In Memoriam Heidemarie Uhl
Obituary
One of Austria’s great historians has left us. Heidemarie Uhl passed away on 11 August 2023 at the age of 66.

Photo: IKT | Stefan Csáky
Heidemarie Uhl dedicated her life to the critical examination of the consequences and aftermath of the Nazi era in Austria, in particular how Austria’s post-war society dealt with the “Anschluss” in 1938, the “first-victim paradigm”, and the different manifestations and developments of Austrian remembrance culture.
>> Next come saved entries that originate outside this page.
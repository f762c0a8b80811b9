use qtty::Degrees;
use serde::{Deserialize, Serialize};

/// Identifier of one observation round.
///
/// Epochs are numbered sequentially from the start of the survey; the index
/// doubles as the chronological ordering key for model histories.
#[derive(Debug, Clone, Copy, PartialEq, Eq, PartialOrd, Ord, Hash, Serialize, Deserialize)]
pub struct EpochId(u32);

impl EpochId {
    /// Create an epoch identifier from its survey-sequential index.
    pub fn new(index: u32) -> Self {
        Self(index)
    }

    /// Raw sequential index.
    pub fn index(&self) -> u32 {
        self.0
    }
}

impl From<u32> for EpochId {
    fn from(index: u32) -> Self {
        EpochId::new(index)
    }
}

impl std::fmt::Display for EpochId {
    fn fmt(&self, f: &mut std::fmt::Formatter<'_>) -> std::fmt::Result {
        write!(f, "epoch {}", self.0)
    }
}

/// One measurement of one source in one epoch.
///
/// Instances are read-only after construction: the adapter validates the raw
/// row, and from then on the observation travels unchanged into a model's
/// history.
#[derive(Debug, Clone, PartialEq, Serialize, Deserialize)]
pub struct Observation {
    source_id: u32,
    epoch: EpochId,
    ra: Degrees,
    ra_sigma: Degrees,
    dec: Degrees,
    dec_sigma: Degrees,
    flux: f64,
    flux_sigma: f64,
}

impl Observation {
    /// Assemble an observation from already-validated fields.
    ///
    /// Validation of raw rows (finiteness, non-negative uncertainties) lives
    /// in the epoch adapter; callers inside the crate are expected to hand in
    /// clean values.
    #[allow(clippy::too_many_arguments)]
    pub fn new(
        source_id: u32,
        epoch: EpochId,
        ra: Degrees,
        ra_sigma: Degrees,
        dec: Degrees,
        dec_sigma: Degrees,
        flux: f64,
        flux_sigma: f64,
    ) -> Self {
        debug_assert!(ra_sigma.value() >= 0.0 && dec_sigma.value() >= 0.0);
        debug_assert!(flux_sigma >= 0.0);
        Self {
            source_id,
            epoch,
            ra,
            ra_sigma,
            dec,
            dec_sigma,
            flux,
            flux_sigma,
        }
    }

    /// Identifier reported by the instrument, not yet resolved to a model.
    pub fn source_id(&self) -> u32 {
        self.source_id
    }

    /// Epoch that produced this measurement.
    pub fn epoch(&self) -> EpochId {
        self.epoch
    }

    /// Right ascension.
    pub fn ra(&self) -> Degrees {
        self.ra
    }

    /// Reported right-ascension uncertainty.
    pub fn ra_sigma(&self) -> Degrees {
        self.ra_sigma
    }

    /// Declination.
    pub fn dec(&self) -> Degrees {
        self.dec
    }

    /// Reported declination uncertainty.
    pub fn dec_sigma(&self) -> Degrees {
        self.dec_sigma
    }

    /// Measured flux.
    pub fn flux(&self) -> f64 {
        self.flux
    }

    /// Reported flux uncertainty.
    pub fn flux_sigma(&self) -> f64 {
        self.flux_sigma
    }
}
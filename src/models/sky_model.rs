use super::source_model::SourceModel;

/// The full set of tracked sources at a point in time.
///
/// Models are owned by the collection, so no two entries can alias the same
/// source. Membership is append-only: sources are added when seeded or
/// detected, never retired.
#[derive(Debug, Clone, Default)]
pub struct SkyModel {
    sources: Vec<SourceModel>,
}

impl SkyModel {
    /// Create an empty sky model.
    pub fn new() -> Self {
        Self::default()
    }

    /// Append a newly tracked source.
    pub(crate) fn push_source(&mut self, source: SourceModel) {
        self.sources.push(source);
    }

    /// Number of tracked sources.
    pub fn len(&self) -> usize {
        self.sources.len()
    }

    /// Whether any source is tracked yet.
    pub fn is_empty(&self) -> bool {
        self.sources.is_empty()
    }

    /// Look up one tracked source by position in the collection.
    pub fn source(&self, index: usize) -> Option<&SourceModel> {
        self.sources.get(index)
    }

    pub(crate) fn source_mut(&mut self, index: usize) -> Option<&mut SourceModel> {
        self.sources.get_mut(index)
    }

    /// Borrow the full ordered collection.
    pub fn sources(&self) -> &[SourceModel] {
        &self.sources
    }

    /// Iterate over the tracked sources in insertion order.
    pub fn iter(&self) -> impl Iterator<Item = &SourceModel> {
        self.sources.iter()
    }
}
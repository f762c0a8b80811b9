use crate::algorithms::assignment::AssignmentSolver;
use crate::algorithms::cost_matrix::{build_cost_matrix, build_padded_cost_matrix};
use crate::config::{AssociationConfig, MatchingPolicy};
use crate::error::Result;
use crate::models::observation::{EpochId, Observation};
use crate::models::sky_model::SkyModel;
use crate::models::source_model::SourceModel;
use crate::parsing::epoch::EpochTable;

/// What one epoch's update did to the sky model.
#[derive(Debug, Clone, Default)]
pub struct EpochReport {
    /// Matched `(observation row, model index)` pairs.
    pub matched: Vec<(usize, usize)>,
    /// Model indices created from unmatched observations this epoch.
    pub new_sources: Vec<usize>,
    /// Model indices that received no observation this epoch.
    pub unobserved: Vec<usize>,
    /// Sum of the compatibility scores of the matched pairs.
    pub total_score: f64,
}

/// Create one tracked source per row of a seed epoch.
///
/// Each model starts with that row's observation as its sole history entry.
pub fn build_initial_sky_model(epoch: &EpochTable, epoch_id: EpochId) -> Result<SkyModel> {
    let mut sky = SkyModel::new();
    for observation in epoch.observations(epoch_id)? {
        sky.push_source(SourceModel::seeded(observation));
    }
    log::debug!("seeded sky model with {} sources from {}", sky.len(), epoch_id);
    Ok(sky)
}

/// Drives the per-epoch cycle: adapt the raw record, score every
/// observation-model pair, solve the assignment, and fold the matches into
/// the sky model.
///
/// Epochs must be processed in chronological order; each cycle reads the
/// state the previous one produced.
pub struct Associator {
    config: AssociationConfig,
    solver: Box<dyn AssignmentSolver>,
}

impl Associator {
    /// Build an associator with the solver the configuration names.
    pub fn new(config: AssociationConfig) -> Self {
        let solver = config.solver.kind.build();
        Self { config, solver }
    }

    /// Build an associator around a caller-supplied solver.
    pub fn with_solver(config: AssociationConfig, solver: Box<dyn AssignmentSolver>) -> Self {
        Self { config, solver }
    }

    /// Active configuration.
    pub fn config(&self) -> &AssociationConfig {
        &self.config
    }

    /// Fold one epoch into the sky model.
    ///
    /// All-or-nothing: the sky model is only touched once adaptation,
    /// scoring, and solving have all succeeded, so any failure leaves it in
    /// the last successfully processed epoch's state.
    pub fn process_epoch(
        &self,
        sky: &mut SkyModel,
        epoch: &EpochTable,
        epoch_id: EpochId,
    ) -> Result<EpochReport> {
        let observations = epoch.observations(epoch_id)?;

        let report = match self.config.matching.policy {
            MatchingPolicy::Strict => self.process_strict(sky, observations),
            MatchingPolicy::AllowUnmatched => self.process_relaxed(sky, observations),
        }?;

        log::debug!(
            "{}: matched {}, new {}, unobserved {}, total score {:.3}",
            epoch_id,
            report.matched.len(),
            report.new_sources.len(),
            report.unobserved.len(),
            report.total_score
        );
        Ok(report)
    }

    fn process_strict(
        &self,
        sky: &mut SkyModel,
        observations: Vec<Observation>,
    ) -> Result<EpochReport> {
        let matrix = build_cost_matrix(sky, &observations, &self.config.scorer)?;
        let assignment = self.solver.solve(&matrix)?;

        let total_score = assignment.total_score(&matrix);
        let matched: Vec<(usize, usize)> = assignment.iter().collect();

        fold_matches(sky, observations, &matched);

        Ok(EpochReport {
            matched,
            total_score,
            ..EpochReport::default()
        })
    }

    fn process_relaxed(
        &self,
        sky: &mut SkyModel,
        observations: Vec<Observation>,
    ) -> Result<EpochReport> {
        let rows = observations.len();
        let cols = sky.len();
        let matrix = build_padded_cost_matrix(
            sky,
            &observations,
            &self.config.scorer,
            self.config.matching.unmatched_score,
        );
        let assignment = self.solver.solve(&matrix)?;

        let mut matched = Vec::new();
        let mut unmatched_rows = Vec::new();
        let mut unobserved = Vec::new();
        for (row, col) in assignment.iter() {
            if row < rows {
                if col < cols {
                    matched.push((row, col));
                } else {
                    unmatched_rows.push(row);
                }
            } else if col < cols {
                // A slot row took a model column: that source sat out the epoch.
                unobserved.push(col);
            }
        }

        let total_score = matched
            .iter()
            .map(|&(row, col)| matrix.get(row, col))
            .sum();

        let mut slots: Vec<Option<Observation>> = observations.into_iter().map(Some).collect();

        for &(row, col) in &matched {
            if let (Some(observation), Some(model)) = (slots[row].take(), sky.source_mut(col)) {
                model.fold_observation(observation);
            }
        }

        let mut new_sources = Vec::new();
        for row in unmatched_rows {
            if let Some(observation) = slots[row].take() {
                sky.push_source(SourceModel::seeded(observation));
                new_sources.push(sky.len() - 1);
            }
        }

        Ok(EpochReport {
            matched,
            new_sources,
            unobserved,
            total_score,
        })
    }
}

/// Append each matched observation to its model and refresh that model's
/// running statistics. Exactly the matched models are mutated, each at most
/// once per epoch.
fn fold_matches(sky: &mut SkyModel, observations: Vec<Observation>, matched: &[(usize, usize)]) {
    let mut slots: Vec<Option<Observation>> = observations.into_iter().map(Some).collect();
    for &(row, col) in matched {
        if let (Some(observation), Some(model)) = (slots[row].take(), sky.source_mut(col)) {
            model.fold_observation(observation);
        }
    }
}
//! Adapters for raw epoch records.
//!
//! An epoch arrives as a rectangular numeric table with a fixed column
//! layout; [`epoch::EpochTable`] wraps that shape and turns rows into
//! validated [`crate::models::Observation`]s. How the table was loaded (CSV
//! or otherwise) is owned by surrounding tooling.

pub mod epoch;

#[cfg(test)]
mod epoch_tests;

pub use epoch::{EpochTable, EPOCH_COLUMNS};
//! Orchestration of the epoch-to-model update cycle.

pub mod association;


pub use association::{build_initial_sky_model, Associator, EpochReport};
#[cfg(test)]
mod tests {
    use crate::error::Error;
    use crate::models::observation::EpochId;
    use crate::parsing::epoch::{EpochTable, EPOCH_COLUMNS};

    fn sample_table() -> EpochTable {
        EpochTable::from_rows(vec![
            [0.0, 20.0, 0.5, 20.0, 0.5, 10.0, 0.2],
            [1.0, 22.0, 0.5, 0.0, 0.5, 19.0, 0.3],
        ])
    }

    #[test]
    fn test_adapter_extracts_fields() {
        let table = sample_table();
        let obs = table.observation(1, EpochId::new(4)).unwrap();

        assert_eq!(obs.source_id(), 1);
        assert_eq!(obs.epoch(), EpochId::new(4));
        assert_eq!(obs.ra().value(), 22.0);
        assert_eq!(obs.ra_sigma().value(), 0.5);
        assert_eq!(obs.dec().value(), 0.0);
        assert_eq!(obs.dec_sigma().value(), 0.5);
        assert_eq!(obs.flux(), 19.0);
        assert_eq!(obs.flux_sigma(), 0.3);
    }

    #[test]
    fn test_adapter_rejects_out_of_range_selector() {
        let table = sample_table();
        let err = table.observation(2, EpochId::new(0)).unwrap_err();
        assert!(matches!(err, Error::MalformedRecord { row: 2, .. }));
    }

    #[test]
    fn test_adapter_rejects_non_finite_fields() {
        for bad in [f64::NAN, f64::INFINITY, f64::NEG_INFINITY] {
            let table = EpochTable::from_rows(vec![[0.0, bad, 0.5, 20.0, 0.5, 10.0, 0.2]]);
            let err = table.observation(0, EpochId::new(0)).unwrap_err();
            assert!(matches!(err, Error::MalformedRecord { row: 0, .. }));
        }
    }

    #[test]
    fn test_adapter_rejects_negative_uncertainties() {
        let table = EpochTable::from_rows(vec![[0.0, 20.0, -0.5, 20.0, 0.5, 10.0, 0.2]]);
        let err = table.observation(0, EpochId::new(0)).unwrap_err();
        assert!(matches!(err, Error::MalformedRecord { row: 0, .. }));
    }

    #[test]
    fn test_try_from_records_checks_width() {
        let records = vec![vec![0.0; EPOCH_COLUMNS], vec![0.0; EPOCH_COLUMNS - 1]];
        let err = EpochTable::try_from_records(&records).unwrap_err();
        assert!(matches!(err, Error::MalformedRecord { row: 1, .. }));

        let good = vec![vec![0.0, 1.0, 0.1, 2.0, 0.1, 3.0, 0.1]];
        let table = EpochTable::try_from_records(&good).unwrap();
        assert_eq!(table.len(), 1);
    }

    #[test]
    fn test_observations_fails_on_any_bad_row() {
        let table = EpochTable::from_rows(vec![
            [0.0, 20.0, 0.5, 20.0, 0.5, 10.0, 0.2],
            [1.0, f64::NAN, 0.5, 0.0, 0.5, 19.0, 0.3],
        ]);
        assert!(table.observations(EpochId::new(0)).is_err());
    }

    #[test]
    fn test_observations_preserve_row_order() {
        let table = sample_table();
        let all = table.observations(EpochId::new(1)).unwrap();
        assert_eq!(all.len(), 2);
        assert_eq!(all[0].source_id(), 0);
        assert_eq!(all[1].source_id(), 1);
    }
}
Uhl also sat on numerous committees in Austria and abroad, was a member of the Austrian delegation of the International Holocaust Remembrance Alliance (IHRA) and an invaluable support to the National Fund, especially during the renewal of the Austrian national exhibition at Auschwitz.
In a guest article marking the Year of Remembrance 2008, entitled Abschied von der Opferthese (“A Departure from the 'Victim Theory’”), Uhl wrote that the new view of March 1938 as the beginning of Austria’s involvement in the Nazi system of rule was firmly ensconced in the Austrian memory. “In the future, it will likely be necessary to ensure that self-critical reflection on society’s involvement in the Nazi breach of civilisation does not succumb to the torpor of ritualised and routine commemoration.” With Aleida Assmann, Uhl called for special days of remembrance to not only serve the purpose of commemorating identity-forming historical events, but also and above all to instruct new generations in the cultural memory of a society. “Keeping this window of opportunity open for future generations to critically reflect on their own society – and on its culture of remembrance” could be an undertaking for future “years of remembrance”, Uhl said.
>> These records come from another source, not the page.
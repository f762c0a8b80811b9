use crate::algorithms::compatibility::{compatibility_score, ScorerConfig};
use crate::error::{Error, Result};
use crate::models::observation::Observation;
use crate::models::sky_model::SkyModel;

/// Pairwise compatibility snapshot for one epoch.
///
/// Rows are observations in epoch row order, columns are models in sky-model
/// order. Rebuilt from scratch every epoch and never mutated after solving.
#[derive(Debug, Clone)]
pub struct CostMatrix {
    scores: Vec<f64>,
    rows: usize,
    cols: usize,
}

impl CostMatrix {
    pub(crate) fn with_fill(rows: usize, cols: usize, fill: f64) -> Self {
        Self {
            scores: vec![fill; rows * cols],
            rows,
            cols,
        }
    }

    pub(crate) fn set(&mut self, row: usize, col: usize, score: f64) {
        self.scores[row * self.cols + col] = score;
    }

    /// Score of pairing observation `row` with model `col`.
    pub fn get(&self, row: usize, col: usize) -> f64 {
        self.scores[row * self.cols + col]
    }

    /// Number of observation rows.
    pub fn rows(&self) -> usize {
        self.rows
    }

    /// Number of model columns.
    pub fn cols(&self) -> usize {
        self.cols
    }

    /// Whether every cell is finite.
    pub fn is_finite(&self) -> bool {
        self.scores.iter().all(|s| s.is_finite())
    }
}

/// Build the full observations-by-models score matrix for one epoch.
///
/// The baseline design requires the epoch to carry exactly as many
/// observations as the sky model tracks sources; a mismatch fails before any
/// scoring work. Inputs are not mutated.
pub fn build_cost_matrix(
    sky: &SkyModel,
    observations: &[Observation],
    config: &ScorerConfig,
) -> Result<CostMatrix> {
    if observations.len() != sky.len() {
        return Err(Error::CardinalityMismatch {
            observations: observations.len(),
            models: sky.len(),
        });
    }

    let mut matrix = CostMatrix::with_fill(observations.len(), sky.len(), 0.0);
    for (i, observation) in observations.iter().enumerate() {
        for (j, model) in sky.iter().enumerate() {
            matrix.set(i, j, compatibility_score(model, observation, config));
        }
    }
    Ok(matrix)
}

/// Build a square matrix that tolerates unequal counts.
///
/// The real observations-by-models block sits top-left. Each observation gets
/// one "stays unmatched" slot column and each model one "unobserved this
/// epoch" slot row, scored at the fixed `unmatched_score`; pairings between an
/// entity and a foreign slot are scored at zero so the solver never prefers
/// them. A perfect matching on this matrix therefore encodes matches, new
/// sources, and skipped models all at once.
pub fn build_padded_cost_matrix(
    sky: &SkyModel,
    observations: &[Observation],
    config: &ScorerConfig,
    unmatched_score: f64,
) -> CostMatrix {
    let j = observations.len();
    let k = sky.len();
    let n = j + k;

    let mut matrix = CostMatrix::with_fill(n, n, 0.0);

    for (i, observation) in observations.iter().enumerate() {
        for (m, model) in sky.iter().enumerate() {
            matrix.set(i, m, compatibility_score(model, observation, config));
        }
        // Slot column for observation i.
        matrix.set(i, k + i, unmatched_score);
    }

    for m in 0..k {
        // Slot row for model m.
        matrix.set(j + m, m, unmatched_score);
    }

    // Slot rows may absorb leftover slot columns freely.
    for m in 0..k {
        for b in 0..j {
            matrix.set(j + m, k + b, unmatched_score);
        }
    }

    matrix
}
She went on to carry out this undertaking with great consistency – among other things, in several projects subsidised by the National Fund: In 2015, for example, with a highly acclaimed exhibition on the Kriegsende 1945 – Verdichtung der Gewalt (“The Last Days of the War, 1945 – the Culmination of Violence”) and in 2018 with the projection art project Zeituhr 1938 (“Timer 1938”) marking the anniversary of the “Anschluss” on 11/12 March 1938, in which around 300 key events of the “Anschluss” were placed in a multi-layered, multi-dimensional context and projected onto the facades of the Federal Chancellery in Vienna and the Landhaus in Klagenfurt. In 2021, on the 80th anniversary of the first Reich-wide deportation transports in October 1941, she was one of the curators of the outdoor exhibition Das Wiener Modell der Radikalisierung. Österreich und die Shoah (“The Vienna Model of Radicalisation. Austria and the Shoah”).
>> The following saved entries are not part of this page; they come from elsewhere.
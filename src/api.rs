//! Read-only export types for reporting and plotting collaborators.
//!
//! The sky model itself stays mutable only inside the epoch cycle; everything
//! here is a serializable snapshot of its current state.

use qtty::Degrees;
use serde::{Deserialize, Serialize};

use crate::models::observation::Observation;
use crate::models::sky_model::SkyModel;
use crate::models::source_model::SourceModel;
use crate::models::time::ModifiedJulianDate;

/// One history entry of a tracked source, flattened for export.
#[derive(Debug, Clone, PartialEq, Serialize, Deserialize)]
pub struct ObservationRecord {
    pub epoch: u32,
    pub source_id: u32,
    pub ra: Degrees,
    pub ra_sigma: Degrees,
    pub dec: Degrees,
    pub dec_sigma: Degrees,
    pub flux: f64,
    pub flux_sigma: f64,
}

impl From<&Observation> for ObservationRecord {
    fn from(observation: &Observation) -> Self {
        Self {
            epoch: observation.epoch().index(),
            source_id: observation.source_id(),
            ra: observation.ra(),
            ra_sigma: observation.ra_sigma(),
            dec: observation.dec(),
            dec_sigma: observation.dec_sigma(),
            flux: observation.flux(),
            flux_sigma: observation.flux_sigma(),
        }
    }
}

/// Current summary of one tracked source with its epoch-tagged history.
#[derive(Debug, Clone, PartialEq, Serialize, Deserialize)]
pub struct SourceSummary {
    pub ra: Degrees,
    pub dec: Degrees,
    pub radial_sigma: Degrees,
    pub mean_flux: f64,
    pub flux_sigma: f64,
    pub history: Vec<ObservationRecord>,
}

impl From<&SourceModel> for SourceSummary {
    fn from(model: &SourceModel) -> Self {
        Self {
            ra: model.ra(),
            dec: model.dec(),
            radial_sigma: model.radial_sigma(),
            mean_flux: model.mean_flux(),
            flux_sigma: model.flux_sigma(),
            history: model.history().iter().map(ObservationRecord::from).collect(),
        }
    }
}

/// Summaries for every tracked source, in sky-model order.
pub fn sky_summaries(sky: &SkyModel) -> Vec<SourceSummary> {
    sky.iter().map(SourceSummary::from).collect()
}

/// One point of a flux-versus-time curve.
#[derive(Debug, Clone, Copy, PartialEq, Serialize, Deserialize)]
pub struct FluxSample {
    pub mjd: ModifiedJulianDate,
    pub flux: f64,
    pub flux_sigma: f64,
}

/// Map a source's history onto the absolute timeline, given the survey start
/// and the cadence between consecutive epochs.
pub fn flux_series(
    model: &SourceModel,
    survey_start: ModifiedJulianDate,
    cadence: qtty::Days,
) -> Vec<FluxSample> {
    model
        .history()
        .iter()
        .map(|observation| FluxSample {
            mjd: ModifiedJulianDate::for_epoch(survey_start, cadence, observation.epoch()),
            flux: observation.flux(),
            flux_sigma: observation.flux_sigma(),
        })
        .collect()
}
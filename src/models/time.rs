use serde::{Deserialize, Serialize};

use super::observation::EpochId;

/// Modified Julian Date. MJD 0 = 1858-11-17 00:00:00 UTC.
///
/// Survey epochs are plain sequential indices; this type maps them onto the
/// absolute timeline reporting collaborators plot against.
#[derive(Debug, Clone, Copy, PartialEq, PartialOrd, Serialize, Deserialize)]
pub struct ModifiedJulianDate(qtty::Days);

/// Offset between the MJD and Unix epochs, in days.
const UNIX_EPOCH_MJD: f64 = 40587.0;

const SECONDS_PER_DAY: f64 = 86400.0;

impl ModifiedJulianDate {
    /// Create an MJD value.
    pub fn new<V: Into<qtty::Days>>(v: V) -> Self {
        Self(v.into())
    }

    /// Raw MJD value as f64 days.
    pub fn value(&self) -> f64 {
        self.0.value()
    }

    /// The timestamp of a survey epoch, given the survey start and the
    /// observing cadence between consecutive epochs.
    pub fn for_epoch(survey_start: ModifiedJulianDate, cadence: qtty::Days, epoch: EpochId) -> Self {
        Self::new(survey_start.value() + cadence.value() * epoch.index() as f64)
    }

    /// Convert to a chrono UTC timestamp.
    pub fn to_datetime(&self) -> chrono::DateTime<chrono::Utc> {
        let secs = (self.value() - UNIX_EPOCH_MJD) * SECONDS_PER_DAY;
        let whole = secs.floor();
        let nanos = ((secs - whole) * 1e9) as u32;
        chrono::DateTime::from_timestamp(whole as i64, nanos)
            .unwrap_or(chrono::DateTime::UNIX_EPOCH)
    }

    /// Create from a chrono UTC timestamp.
    pub fn from_datetime(dt: chrono::DateTime<chrono::Utc>) -> Self {
        let secs = dt.timestamp() as f64 + dt.timestamp_subsec_nanos() as f64 / 1e9;
        Self::new(secs / SECONDS_PER_DAY + UNIX_EPOCH_MJD)
    }
}

impl From<f64> for ModifiedJulianDate {
    fn from(v: f64) -> Self {
        ModifiedJulianDate::new(v)
    }
}

impl std::ops::Add<qtty::Days> for ModifiedJulianDate {
    type Output = ModifiedJulianDate;

    fn add(self, rhs: qtty::Days) -> Self::Output {
        ModifiedJulianDate::new(self.value() + rhs.value())
    }
}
Heidemarie Uhl has influenced and shaped Austria’s critical culture of remembrance in recent decades and she will leave behind a big hole, both as a historian and as a person.
Career
Heidemarie Uhl was born in 1956 and began working as a historian at the University of Graz in 1988. From 1994 to 2000 she worked there on the special focus area “Modernity - Vienna and Central Europe around 1900”. From January 2001 she was a member of the research programme Orte des Gedächtnisses (“Places of Memory”) at the Austrian Academy of Sciences’ Commission for Cultural Studies and Theatre History in Vienna. In 2005 she graduated in General Contemporary History at the University of Graz. In 2009, Heidemarie Uhl was a visiting professor at the Hebrew University in Jerusalem. Her main research interests were memory, dealing with the Nazi past, and the theory of cultural studies and culture and identity in Central Europe around 1900.